ITUM also finds it unfortunate that Cap-Ex Ventures' disrespectful attitude reflects negatively on other mining companies that are hoping to develop the mineral potential of Quebec and Labrador in a manner that respects the environment, local populations and first nations values. "Other mining companies as well as investors must be made aware of Cap-Ex Ventures' attitude. We must all keep our eyes and ears open, and remain vigilant to ensure that this way of doing things does not become the norm," added Mr. Gregoire.

Cap-Ex did release today the completion of 3000 meters of drilling on their Block 103 and results are pending. I have opted to set an exit on Cap-Ex at $0.65/share with an open order. I believe Cap-Ex could trade back up on results of the recent drill program. Going forward Cap-Ex has resolve the issues with the Innu and the market needs to digest the $0.35/share and $0.45/share private placement.

Tuesday, August 16, 2011

Reinforcing the case for Gold and Silver as a store of wealth

I usually reserve this blog for the discussion of the stocks that I buy and for the reasons behind the purchases. I also like to explain the life cycle and pitfalls of investing in junior speculative stocks for those that are new to investing. Lately I have changed my strategy to buy juniors with assets/money/production/near production. As well as owning physical metals also.

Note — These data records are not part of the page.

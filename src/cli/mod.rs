//! CLI argument parsing module
//!
//! A thin command-line front end: one request through a fresh session.

use std::io::{self, Write};
use std::path::Path;
use std::sync::Arc;
use std::time::Duration;

use clap::{Arg, ArgAction, ArgMatches, Command};
use log::debug;

use crate::config::{Config, Method};
use crate::cookie::{CookieJar, CookieSource};
use crate::error::{Result, XhrError};
use crate::exit_code::exit_code_for_error;
use crate::header::RawHeaders;
use crate::http::auth::{Auth, BasicAuth, BearerAuth};
use crate::http::response::{Response, ResponseBody, ResponseType};
use crate::options::{Body, FormData, Options, PassThrough, Query, QueryValue};
use crate::session::{Reply, Session};

/// Main entry point for the CLI application
pub fn run() {
    let matches = create_app().get_matches();
    let level = if matches.get_flag("verbose") { "debug" } else { "warn" };
    crate::logging::init_with_default(level);

    if let Err(e) = run_with_args(&matches) {
        eprintln!("xhr-session: error: {}", e);
        std::process::exit(exit_code_for_error(&e));
    }
}

fn run_with_args(matches: &ArgMatches) -> Result<()> {
    let config = build_config_from_args(matches)?;
    let method = parse_method(matches)?;
    let url = matches
        .get_one::<String>("url")
        .cloned()
        .ok_or_else(|| XhrError::Config("URL is required".to_string()))?;
    let options = build_options_from_args(matches)?;
    let include = matches.get_flag("include");

    let session = Session::with_config(config)?;
    if let Some(auth) = build_auth_from_args(matches)? {
        session.set_auth(Some(auth));
    }

    let rt = tokio::runtime::Runtime::new()
        .map_err(|e| XhrError::Config(format!("Failed to create async runtime: {}", e)))?;

    let reply = rt.block_on(session.request(method, url, options))?;
    write_reply(reply, include)
}

/// Create the CLI application structure
fn create_app() -> Command {
    Command::new("xhr-session")
        .version(crate::VERSION)
        .about("Issue one request through an xhr-session session")
        .arg(Arg::new("url")
            .help("The URL to request")
            .required(true)
            .index(1))
        .arg(Arg::new("request")
            .short('X')
            .long("request")
            .value_name("METHOD")
            .help("HTTP request method (GET or POST)")
            .default_value("GET"))
        .arg(Arg::new("header")
            .short('H')
            .long("header")
            .value_name("HEADER")
            .help("Add custom HTTP header")
            .action(ArgAction::Append))
        .arg(Arg::new("cookie")
            .short('b')
            .long("cookie")
            .value_name("NAME=VALUE")
            .help("Patch a cookie into the request")
            .action(ArgAction::Append))
        .arg(Arg::new("query")
            .short('q')
            .long("query")
            .value_name("KEY=VALUE")
            .help("Append a query parameter")
            .action(ArgAction::Append))
        .arg(Arg::new("data")
            .short('d')
            .long("data")
            .value_name("DATA")
            .help("Raw request body"))
        .arg(Arg::new("form")
            .short('F')
            .long("form")
            .value_name("NAME=VALUE|NAME=@FILE")
            .help("Multipart form field")
            .action(ArgAction::Append))
        .arg(Arg::new("json")
            .long("json")
            .value_name("JSON")
            .help("JSON request body"))
        .arg(Arg::new("user")
            .short('u')
            .long("user")
            .value_name("USER[:PASSWORD]")
            .help("HTTP basic authentication"))
        .arg(Arg::new("bearer")
            .long("bearer")
            .value_name("TOKEN")
            .env("XHR_SESSION_TOKEN")
            .help("HTTP bearer token"))
        .arg(Arg::new("response-type")
            .long("response-type")
            .value_name("json|arraybuffer|blob")
            .help("Decode the response body"))
        .arg(Arg::new("include")
            .short('i')
            .long("include")
            .help("Include response headers in the output")
            .action(ArgAction::SetTrue))
        .arg(Arg::new("verbose")
            .short('v')
            .long("verbose")
            .help("Verbose output")
            .action(ArgAction::SetTrue))
        .arg(Arg::new("insecure")
            .short('k')
            .long("insecure")
            .help("Allow insecure SSL connections")
            .action(ArgAction::SetTrue))
        .arg(Arg::new("no-location")
            .long("no-location")
            .help("Do not follow redirects")
            .action(ArgAction::SetTrue))
        .arg(Arg::new("user-agent")
            .short('A')
            .long("user-agent")
            .value_name("STRING")
            .help("User-Agent header"))
        .arg(Arg::new("timeout")
            .long("timeout")
            .value_name("SECONDS")
            .help("Maximum time for the request")
            .default_value("300"))
        .arg(Arg::new("connect-timeout")
            .long("connect-timeout")
            .value_name("SECONDS")
            .help("Maximum time for connection")
            .default_value("30"))
}

fn parse_method(matches: &ArgMatches) -> Result<Method> {
    let method = matches
        .get_one::<String>("request")
        .map(String::as_str)
        .unwrap_or("GET");
    method
        .parse::<Method>()
        .map_err(|_| XhrError::Config(format!("Unsupported HTTP method: {}", method)))
}

fn build_config_from_args(matches: &ArgMatches) -> Result<Config> {
    let mut config = Config::default();

    config.verify_certs = !matches.get_flag("insecure");
    config.follow_redirects = !matches.get_flag("no-location");

    if let Some(timeout_str) = matches.get_one::<String>("timeout") {
        config.timeout = parse_timeout(timeout_str)?;
    }
    if let Some(connect_timeout_str) = matches.get_one::<String>("connect-timeout") {
        config.connect_timeout = parse_timeout(connect_timeout_str)?;
    }
    if let Some(user_agent) = matches.get_one::<String>("user-agent") {
        config.user_agent = Some(user_agent.clone());
    }

    Ok(config)
}

fn build_options_from_args(matches: &ArgMatches) -> Result<Options> {
    let mut options = Options::default();

    if let Some(headers) = matches.get_many::<String>("header") {
        let mut raw = RawHeaders::new();
        for header_str in headers {
            let (key, value) = parse_header(header_str)?;
            raw = raw.header(key, value);
        }
        options.headers = Some(raw);
    }

    if let Some(cookies) = matches.get_many::<String>("cookie") {
        let values: Vec<&String> = cookies.collect();
        options.cookie = Some(CookieSource::Map(CookieJar::parse_cookie_header(&values)));
    }

    if let Some(pairs) = matches.get_many::<String>("query") {
        let mut query = Query::new();
        for pair in pairs {
            let (key, value) = parse_pair(pair)?;
            query.insert(key, QueryValue::Text(value));
        }
        options.query = Some(query);
    }

    if let Some(json) = matches.get_one::<String>("json") {
        options.json = Some(serde_json::from_str(json)?);
    }

    if let Some(fields) = matches.get_many::<String>("form") {
        let mut form = FormData::new();
        for field in fields {
            let (name, value) = parse_pair(field)?;
            form = match value.strip_prefix('@') {
                Some(path) => {
                    let bytes = std::fs::read(path)?;
                    let file_name = Path::new(path)
                        .file_name()
                        .map(|n| n.to_string_lossy().into_owned())
                        .unwrap_or_else(|| path.to_string());
                    form.file(name, file_name, None, bytes)
                }
                None => form.text(name, value),
            };
        }
        options.data = Some(Body::Multipart(form));
    } else if let Some(data) = matches.get_one::<String>("data") {
        options.data = Some(Body::Text(data.clone()));
    }

    let response_type = match matches.get_one::<String>("response-type") {
        Some(value) => Some(value.parse::<ResponseType>().map_err(|_| {
            XhrError::Config(format!("Unknown response type: {}", value))
        })?),
        None => None,
    };

    options.pass_through = PassThrough {
        response_type,
        ..PassThrough::default()
    };

    debug!("parsed options: {:?}", options);
    Ok(options)
}

fn build_auth_from_args(matches: &ArgMatches) -> Result<Option<Arc<dyn Auth>>> {
    if let Some(user) = matches.get_one::<String>("user") {
        return Ok(Some(Arc::new(BasicAuth::parse(user)?)));
    }
    if let Some(token) = matches.get_one::<String>("bearer") {
        return Ok(Some(Arc::new(BearerAuth::new(token.clone()))));
    }
    Ok(None)
}

fn write_reply(reply: Reply, include: bool) -> Result<()> {
    let mut stdout = io::stdout().lock();
    match reply {
        Reply::Response(response) => write_response(&mut stdout, &response, include)?,
        Reply::Parsed(Some(ResponseBody::Json(value))) => {
            writeln!(stdout, "{}", serde_json::to_string_pretty(&value)?)?;
        }
        Reply::Parsed(Some(ResponseBody::Bytes(bytes))) => stdout.write_all(&bytes)?,
        Reply::Parsed(None) => {}
    }
    stdout.flush()?;
    Ok(())
}

fn write_response(out: &mut impl Write, response: &Response, include: bool) -> Result<()> {
    if include {
        write!(
            out,
            "HTTP {} {}\r\n{}\r\n\r\n",
            response.status, response.status_text, response.response_headers
        )?;
    }
    if let Some(text) = &response.response_text {
        writeln!(out, "{}", text)?;
    }
    Ok(())
}

/// Parse `key: value` header syntax
fn parse_header(input: &str) -> Result<(String, String)> {
    match input.split_once(':') {
        Some((key, value)) if !key.trim().is_empty() => {
            Ok((key.trim().to_string(), value.trim().to_string()))
        }
        _ => Err(XhrError::Config(format!(
            "Invalid header format: '{}'. Expected 'key: value'",
            input
        ))),
    }
}

/// Parse `key=value` syntax
fn parse_pair(input: &str) -> Result<(String, String)> {
    match input.split_once('=') {
        Some((key, value)) if !key.is_empty() => Ok((key.to_string(), value.to_string())),
        _ => Err(XhrError::Config(format!(
            "Invalid format: '{}'. Expected 'key=value'",
            input
        ))),
    }
}

/// Parse timeout values (supports suffixes like 's', 'm', 'h')
fn parse_timeout(input: &str) -> Result<Duration> {
    if let Ok(seconds) = input.parse::<u64>() {
        return Ok(Duration::from_secs(seconds));
    }

    let (number_part, suffix) = if let Some(stripped) = input.strip_suffix('s') {
        (stripped, 1)
    } else if let Some(stripped) = input.strip_suffix('m') {
        (stripped, 60)
    } else if let Some(stripped) = input.strip_suffix('h') {
        (stripped, 3600)
    } else {
        return Err(XhrError::Config(format!(
            "Invalid timeout format: '{}'. Use number with optional suffix (s/m/h)",
            input
        )));
    };

    let number: u64 = number_part
        .parse()
        .map_err(|_| XhrError::Config(format!("Invalid timeout number: '{}'", number_part)))?;

    Ok(Duration::from_secs(number * suffix))
}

Let me explain why the change in strategy.

Starting with the austerity problems in Europe and the deadlock over the US Congress to raise their debt ceiling and the subsequent 11th hour deal to get the deal done I have become worried about the markets.

The system in the United States is broken and sure, raising the debt ceiling by $2 trillion dollars helps today but wait 2 more years!

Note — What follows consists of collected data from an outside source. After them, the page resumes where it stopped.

//! Configuration management for xhr-session

use std::fmt;
use std::str::FromStr;
use std::time::Duration;

use serde::{Deserialize, Serialize};

/// HTTP methods understood by the session
#[derive(Debug, Clone, Copy, PartialEq, Eq, Serialize, Deserialize)]
#[serde(rename_all = "UPPERCASE")]
pub enum Method {
    Get,
    Post,
}

impl fmt::Display for Method {
    fn fmt(&self, f: &mut fmt::Formatter<'_>) -> fmt::Result {
        let method = match self {
            Method::Get => "GET",
            Method::Post => "POST",
        };
        write!(f, "{}", method)
    }
}

impl FromStr for Method {
    type Err = ();

    fn from_str(s: &str) -> std::result::Result<Self, Self::Err> {
        match s.to_uppercase().as_str() {
            "GET" => Ok(Method::Get),
            "POST" => Ok(Method::Post),
            _ => Err(()),
        }
    }
}

/// Proxy configuration
#[derive(Debug, Clone)]
pub struct ProxyConfig {
    pub url: String,
    pub username: Option<String>,
    pub password: Option<String>,
}

/// Settings of the default reqwest-backed host transport
#[derive(Debug, Clone)]
pub struct Config {
    pub timeout: Duration,
    pub connect_timeout: Duration,
    pub user_agent: Option<String>,
    pub follow_redirects: bool,
    pub max_redirects: u32,
    pub verify_certs: bool,
    pub proxy: Option<ProxyConfig>,
}

impl Default for Config {
    fn default() -> Self {
        Config {
            timeout: Duration::from_secs(300),
            connect_timeout: Duration::from_secs(30),
            user_agent: Some(format!("xhr-session/{}", crate::VERSION)),
            follow_redirects: true,
            max_redirects: 50,
            verify_certs: true,
            proxy: None,
        }
    }
}
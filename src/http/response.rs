//! HTTP response handling and classification

use std::fmt;

use serde::{Deserialize, Serialize};
use serde_json::Value;

/// Requested decoding of the response body
#[derive(Debug, Clone, Copy, PartialEq, Eq, Serialize, Deserialize)]
#[serde(rename_all = "lowercase")]
pub enum ResponseType {
    ArrayBuffer,
    Blob,
    Json,
}

impl std::str::FromStr for ResponseType {
    type Err = ();

    fn from_str(s: &str) -> std::result::Result<Self, Self::Err> {
        match s.to_lowercase().as_str() {
            "arraybuffer" => Ok(ResponseType::ArrayBuffer),
            "blob" => Ok(ResponseType::Blob),
            "json" => Ok(ResponseType::Json),
            _ => Err(()),
        }
    }
}

/// Parsed response body, present when a response type was requested
#[derive(Debug, Clone, PartialEq)]
pub enum ResponseBody {
    Json(Value),
    Bytes(Vec<u8>),
}

/// A completed (or failed) exchange as reported by the host transport.
#[derive(Debug, Clone, Default, PartialEq)]
pub struct Response {
    /// HTTP status; 0 when no response was received
    pub status: u16,
    pub status_text: String,
    pub final_url: String,
    /// Raw CRLF-delimited header block
    pub response_headers: String,
    pub response_text: Option<String>,
    pub response: Option<ResponseBody>,
    pub context: Option<Value>,
    /// Transport-level failure description
    pub error: Option<String>,
}

/// Download progress reported while the body streams in
#[derive(Debug, Clone, Copy, PartialEq, Eq)]
pub struct Progress {
    pub loaded: u64,
    pub total: Option<u64>,
}

/// Labels for common failure statuses.
///
/// Only used to classify rejected responses; success is exactly status 200.
#[derive(Debug, Clone, Copy, PartialEq, Eq)]
pub enum ErrorStatus {
    BadRequest = 400,
    Unauthorized = 401,
    Forbidden = 403,
    NotFound = 404,
    MethodNotAllowed = 405,
    RequestTimeout = 408,
    TooManyRequests = 429,
    InternalServerError = 500,
    BadGateway = 502,
    ServiceUnavailable = 503,
}

impl ErrorStatus {
    pub fn from_code(code: u16) -> Option<Self> {
        match code {
            400 => Some(ErrorStatus::BadRequest),
            401 => Some(ErrorStatus::Unauthorized),
            403 => Some(ErrorStatus::Forbidden),
            404 => Some(ErrorStatus::NotFound),
            405 => Some(ErrorStatus::MethodNotAllowed),
            408 => Some(ErrorStatus::RequestTimeout),
            429 => Some(ErrorStatus::TooManyRequests),
            500 => Some(ErrorStatus::InternalServerError),
            502 => Some(ErrorStatus::BadGateway),
            503 => Some(ErrorStatus::ServiceUnavailable),
            _ => None,
        }
    }

    pub fn code(self) -> u16 {
        self as u16
    }
}

impl fmt::Display for ErrorStatus {
    fn fmt(&self, f: &mut fmt::Formatter<'_>) -> fmt::Result {
        write!(f, "{:?} ({})", self, self.code())
    }
}
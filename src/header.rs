//! Header storage with an embedded cookie jar
//!
//! Header names are stored lowercased. The `cookie` header is never stored
//! directly: writes to it are routed into the jar, and it is rendered from the
//! jar on demand.

use std::sync::{Mutex, MutexGuard, PoisonError};

use indexmap::IndexMap;

use crate::cookie::{CookieJar, CookieSource};

/// Reserved header name backed by the cookie jar
pub const COOKIE: &str = "cookie";

/// A header value; repeated headers keep every value in arrival order.
#[derive(Debug, Clone, PartialEq, Eq)]
pub enum HeaderValue {
    Single(String),
    Multi(Vec<String>),
}

impl HeaderValue {
    /// All values in order
    pub fn values(&self) -> Vec<String> {
        match self {
            HeaderValue::Single(value) => vec![value.clone()],
            HeaderValue::Multi(values) => values.clone(),
        }
    }

    /// Flatten into one header line value (`,` separated).
    pub fn to_header_string(&self) -> String {
        match self {
            HeaderValue::Single(value) => value.clone(),
            HeaderValue::Multi(values) => values.join(","),
        }
    }

    fn push(&mut self, value: String) {
        match self {
            HeaderValue::Single(first) => {
                *self = HeaderValue::Multi(vec![std::mem::take(first), value]);
            }
            HeaderValue::Multi(values) => values.push(value),
        }
    }
}

impl From<&str> for HeaderValue {
    fn from(value: &str) -> Self {
        HeaderValue::Single(value.to_string())
    }
}

impl From<String> for HeaderValue {
    fn from(value: String) -> Self {
        HeaderValue::Single(value)
    }
}

impl From<Vec<String>> for HeaderValue {
    fn from(values: Vec<String>) -> Self {
        HeaderValue::Multi(values)
    }
}

/// A raw header mapping with an optional embedded cookie patch.
#[derive(Debug, Clone, Default)]
pub struct RawHeaders {
    pub headers: Vec<(String, HeaderValue)>,
    pub cookie: Option<CookieSource>,
}

impl RawHeaders {
    pub fn new() -> Self {
        Self::default()
    }

    /// Add a header. A `cookie` header is parsed into the cookie patch.
    pub fn header(mut self, name: impl Into<String>, value: impl Into<HeaderValue>) -> Self {
        let name = name.into();
        let value = value.into();
        if name.eq_ignore_ascii_case(COOKIE) {
            let mut jar = match self.cookie.take() {
                Some(patch) => CookieJar::with_cookies(patch),
                None => CookieJar::new(),
            };
            jar.merge_from_header(&value.values());
            self.cookie = Some(CookieSource::Jar(jar));
        } else {
            self.headers.push((name, value));
        }
        self
    }

    /// Set the embedded cookie patch
    pub fn cookie(mut self, cookie: impl Into<CookieSource>) -> Self {
        self.cookie = Some(cookie.into());
        self
    }
}

impl<K: Into<String>, V: Into<HeaderValue>, const N: usize> From<[(K, V); N]> for RawHeaders {
    fn from(pairs: [(K, V); N]) -> Self {
        pairs
            .into_iter()
            .fold(RawHeaders::new(), |raw, (name, value)| raw.header(name, value))
    }
}

/// Anything a [`HeaderSet`] can be merged from.
#[derive(Debug, Clone)]
pub enum HeaderSource {
    Set(HeaderSet),
    Raw(RawHeaders),
}

impl From<HeaderSet> for HeaderSource {
    fn from(set: HeaderSet) -> Self {
        HeaderSource::Set(set)
    }
}

impl From<RawHeaders> for HeaderSource {
    fn from(raw: RawHeaders) -> Self {
        HeaderSource::Raw(raw)
    }
}

/// Header-name to value(s) mapping plus its own cookie jar.
#[derive(Debug, Clone, Default, PartialEq, Eq)]
pub struct HeaderSet {
    headers: IndexMap<String, HeaderValue>,
    cookies: CookieJar,
}

impl HeaderSet {
    pub fn new() -> Self {
        Self::default()
    }

    /// Build from raw headers; the cookie patch goes straight into the jar.
    pub fn with_headers(raw: RawHeaders) -> Self {
        let mut set = Self::new();
        set.merge(raw);
        set
    }

    /// Parse a CRLF-delimited `Name: value` block, e.g. a response header block.
    pub fn ingest_raw_block(&mut self, block: &str) -> &mut Self {
        for line in block.split("\r\n") {
            let Some((name, value)) = line.split_once(':') else {
                continue;
            };
            let name = name.trim();
            if name.is_empty() {
                continue;
            }
            self.append(name, value.trim());
        }
        self
    }

    /// Overwrite matching header names and fully merge any cookie patch.
    pub fn merge(&mut self, source: impl Into<HeaderSource>) {
        match source.into() {
            HeaderSource::Set(other) => {
                for (name, value) in other.headers {
                    self.headers.insert(name, value);
                }
                self.cookies.merge(other.cookies);
            }
            HeaderSource::Raw(raw) => {
                for (name, value) in raw.headers {
                    self.set(&name, value);
                }
                if let Some(cookie) = raw.cookie {
                    self.cookies.merge(cookie);
                }
            }
        }
    }

    /// Overwrite a single header. `cookie` replaces the matching jar entries.
    pub fn set(&mut self, name: &str, value: impl Into<HeaderValue>) {
        let name = name.to_ascii_lowercase();
        let value = value.into();
        if name == COOKIE {
            self.cookies.merge_from_header(&value.values());
            return;
        }
        self.headers.insert(name, value);
    }

    /// Add a value; a repeated name becomes a multi-value in arrival order.
    pub fn append(&mut self, name: &str, value: impl Into<String>) {
        let name = name.to_ascii_lowercase();
        let value = value.into();
        if name == COOKIE {
            self.cookies.merge_from_header(&[value]);
            return;
        }
        match self.headers.get_mut(&name) {
            Some(existing) => existing.push(value),
            None => {
                self.headers.insert(name, HeaderValue::Single(value));
            }
        }
    }

    pub fn get(&self, name: &str) -> Option<&HeaderValue> {
        self.headers.get(&name.to_ascii_lowercase())
    }

    pub fn contains(&self, name: &str) -> bool {
        self.headers.contains_key(&name.to_ascii_lowercase())
    }

    /// True when neither headers nor cookies are present
    pub fn is_empty(&self) -> bool {
        self.headers.is_empty() && self.cookies.is_empty()
    }

    pub fn cookies(&self) -> &CookieJar {
        &self.cookies
    }

    pub fn cookies_mut(&mut self) -> &mut CookieJar {
        &mut self.cookies
    }

    /// The stored headers without the cookie jar.
    pub fn header_entries(&self) -> RawHeaders {
        RawHeaders {
            headers: self
                .headers
                .iter()
                .map(|(name, value)| (name.clone(), value.clone()))
                .collect(),
            cookie: None,
        }
    }

    /// Flat name to string mapping with the `cookie` header injected.
    pub fn render(&self) -> IndexMap<String, String> {
        let mut rendered: IndexMap<String, String> = self
            .headers
            .iter()
            .map(|(name, value)| (name.clone(), value.to_header_string()))
            .collect();
        if !self.cookies.is_empty() {
            rendered.insert(COOKIE.to_string(), self.cookies.serialize());
        }
        rendered
    }
}

/// A [`HeaderSet`] shared between concurrently running build operations.
///
/// The lock is never held across an await point.
#[derive(Debug, Default)]
pub struct SharedHeaderSet(Mutex<HeaderSet>);

impl SharedHeaderSet {
    pub fn new(headers: HeaderSet) -> Self {
        Self(Mutex::new(headers))
    }

    pub fn lock(&self) -> MutexGuard<'_, HeaderSet> {
        self.0.lock().unwrap_or_else(PoisonError::into_inner)
    }

    /// Copy of the current state
    pub fn snapshot(&self) -> HeaderSet {
        self.lock().clone()
    }

    pub fn get_mut(&mut self) -> &mut HeaderSet {
        self.0.get_mut().unwrap_or_else(PoisonError::into_inner)
    }

    pub fn into_inner(self) -> HeaderSet {
        self.0.into_inner().unwrap_or_else(PoisonError::into_inner)
    }
}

It has become obvious that there is no political will to make the tough structural changes to the tax code in the United States and no political will to trim government spending.

The result of the European and United States problems is the continuous printing of fiat currencies to try and stimulate the economy. Gold has surged to all time highs of $1800/ounce making it the debutant at the ball. Silver on the other hand is the ugly one in the corner. Why is that? well silver wears two hats, one industrial and one as wealth storage. It trades up with wealth storage then gets hit on fears of economic slow down.

Unfortunately for silver it has not surged like gold, fortunately though Silver has not lost value either.

If you have 30 minutes in your day I have found 3 interesting journalistic pieces that confirm the dire situation the United States faces going forward. Honestly, after watching the political posturing during the debt debate I do not think the United States has the political will to turn the ship around.

The first read is Warren Buffett case for raising the taxes on the rich in the United States. Click on the teaser to read the whole story.
 
Billionaire Warren Buffett urged U.S. lawmakers to raise taxes on the country’s super-rich to help cut the budget deficit, saying such a move will not hurt investments.
“My friends and I have been coddled long enough by a billionaire-friendly Congress. It’s time for our government to get serious about shared sacrifice,” The 80-year-old “Oracle of Omaha” wrote in an opinion article in The New York Times.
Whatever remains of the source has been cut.